Les Parisiens quand ils ont passé un an à leur caisse, à leurs comptoirs, dans l'air épais et lourd des boutiques ou la poussière de leurs bureaux ont besoin d'aller se retremper au bord de la mer, de se refaire à l'aide d'eaux ferrugineuses, de puiser une nouvelle force en gravissant des montagnes en Suisse ou en Savoie, ou de respirer les vapeurs iodées des plages bretonnes.

L'ancien courtier, lui, éprouvait le besoin de se retremper dans la bonne odeur des amoncellements de poissons et de nourritures.

Les bruits de la criée, le tapage des camions amenant la marée, le roulement des guimbardes de maraîchers encombrées de légumes, le grondement du Paris lointain qui s'éveille à peine, quand les gens des Halles ont déjà fini leur besogne, toutes ces activités, ce tapage, ce tumulte lui manquaient.

Il avait donc laissé là-bas, au Val-Dieu, dans sa villa, Herminie, ses lignes à pêcher, son fusil inoffensif et il était tombé à l'improviste chez sa cousine, madame Pivent.

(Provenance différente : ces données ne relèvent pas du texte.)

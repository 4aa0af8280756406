//! Weft Config - Configuration for the weft chat message fabric.
//!
//! This crate provides:
//! - The [`FabricConfig`] type tree, one section per component
//! - Layered loading: embedded defaults → config file → `WEFT_*` env vars
//! - Startup validation of cross-field invariants
//!
//! Validation failures are fatal at startup; a node never runs with a
//! configuration it could not validate.

#![deny(unsafe_code)]
#![warn(missing_docs)]
#![deny(clippy::all)]
#![warn(unreachable_pub)]
#![deny(clippy::unwrap_used)]
#![cfg_attr(test, allow(clippy::unwrap_used))]

mod error;
mod loader;
mod types;
mod validate;

pub use error::{ConfigError, ConfigResult};
pub use loader::load;
pub use types::{
    BatchWriterSection, BroadcastSection, ConsumerSection, DatabaseSection, DlqSection,
    FabricConfig, LoggingSection, NodeSection, ProducerBatchSection, QueueSection, ServerSection,
    SessionSection, WriteSerializerSection,
};
pub use validate::validate;
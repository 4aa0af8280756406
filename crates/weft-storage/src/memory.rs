//! In-memory message store.
//!
//! Mirrors the relational contract: idempotent insert on message id and
//! accumulating activity upserts. Tests use the stall and failure knobs
//! to exercise backpressure and dead-letter paths.

use async_trait::async_trait;
use chrono::{DateTime, Utc};
use std::collections::HashMap;
use std::sync::Mutex;
use std::sync::atomic::{AtomicBool, Ordering};
use std::time::Duration;

use weft_core::{MessageId, QueueMessage, RoomId};

use crate::error::{StorageError, StorageResult};
use crate::store::{MessageStore, UserActivityRecord};

/// One stored activity row.
#[derive(Debug, Clone, PartialEq, Eq)]
pub struct ActivityRow {
    /// Earliest recorded activity.
    pub first_activity: DateTime<Utc>,
    /// Latest recorded activity.
    pub last_activity: DateTime<Utc>,
    /// Total messages counted for this key.
    pub message_count: u64,
}

/// An in-memory store with the relational contract.
#[derive(Debug, Default)]
pub struct InMemoryStore {
    messages: Mutex<HashMap<MessageId, QueueMessage>>,
    activity: Mutex<HashMap<(String, RoomId), ActivityRow>>,
    insert_delay: Mutex<Duration>,
    fail_inserts: AtomicBool,
}

impl InMemoryStore {
    /// Create an empty store.
    #[must_use]
    pub fn new() -> Self {
        Self::default()
    }

    /// Sleep this long inside every insert, to simulate a slow database.
    pub fn set_insert_delay(&self, delay: Duration) {
        *self.insert_delay.lock().unwrap_or_else(|e| e.into_inner()) = delay;
    }

    /// Make every insert fail, to exercise the dead-letter path.
    pub fn set_fail_inserts(&self, fail: bool) {
        self.fail_inserts.store(fail, Ordering::SeqCst);
    }

    /// Number of stored messages.
    #[must_use]
    pub fn message_count(&self) -> usize {
        self.messages.lock().unwrap_or_else(|e| e.into_inner()).len()
    }

    /// Whether a message id is stored.
    #[must_use]
    pub fn contains(&self, id: MessageId) -> bool {
        self.messages
            .lock()
            .unwrap_or_else(|e| e.into_inner())
            .contains_key(&id)
    }

    /// The activity row for a user/room key, if any.
    #[must_use]
    pub fn activity(&self, user_id: &str, room_id: RoomId) -> Option<ActivityRow> {
        self.activity
            .lock()
            .unwrap_or_else(|e| e.into_inner())
            .get(&(user_id.to_owned(), room_id))
            .cloned()
    }
}

#[async_trait]
impl MessageStore for InMemoryStore {
    async fn insert_messages(
        &self,
        batch: &[QueueMessage],
    ) -> StorageResult<Vec<QueueMessage>> {
        let delay = *self.insert_delay.lock().unwrap_or_else(|e| e.into_inner());
        if !delay.is_zero() {
            tokio::time::sleep(delay).await;
        }
        if self.fail_inserts.load(Ordering::SeqCst) {
            return Err(StorageError::Database("insert failed".to_owned()));
        }

        let mut messages = self.messages.lock().unwrap_or_else(|e| e.into_inner());
        let mut inserted = Vec::new();
        for message in batch {
            if messages.contains_key(&message.message_id) {
                continue;
            }
            messages.insert(message.message_id, message.clone());
            inserted.push(message.clone());
        }
        Ok(inserted)
    }

    async fn upsert_activity(&self, records: &[UserActivityRecord]) -> StorageResult<()> {
        let mut activity = self.activity.lock().unwrap_or_else(|e| e.into_inner());
        for record in records {
            let key = (record.user_id.clone(), record.room_id);
            match activity.get_mut(&key) {
                Some(row) => {
                    row.last_activity = row.last_activity.max(record.last_activity);
                    row.message_count += record.message_count;
                },
                None => {
                    activity.insert(
                        key,
                        ActivityRow {
                            first_activity: record.first_activity,
                            last_activity: record.last_activity,
                            message_count: record.message_count,
                        },
                    );
                },
            }
        }
        Ok(())
    }
}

Le pauvre femme vivait comme à l'ordinaire, partageant son temps entre son banc des Halles et son appartement de la rue du Cygne où elle contemplait avec un attendrissement désolé la chambre blanche de sa petite Angèle qui devenait rare.

Gaspard, à son débarquement, le jour même où Chazolles avait eu cette querelle imprévue, avait vainement demandé la nièce aux échos de l'appartement de la tante.

Brigitte, la bonne à tout faire, tricotait seule pendant que sa maîtresse était occupée à détailler les mannes de soles, les saumons et les turbots à sa clientèle qui ne faisait que croître et embellir.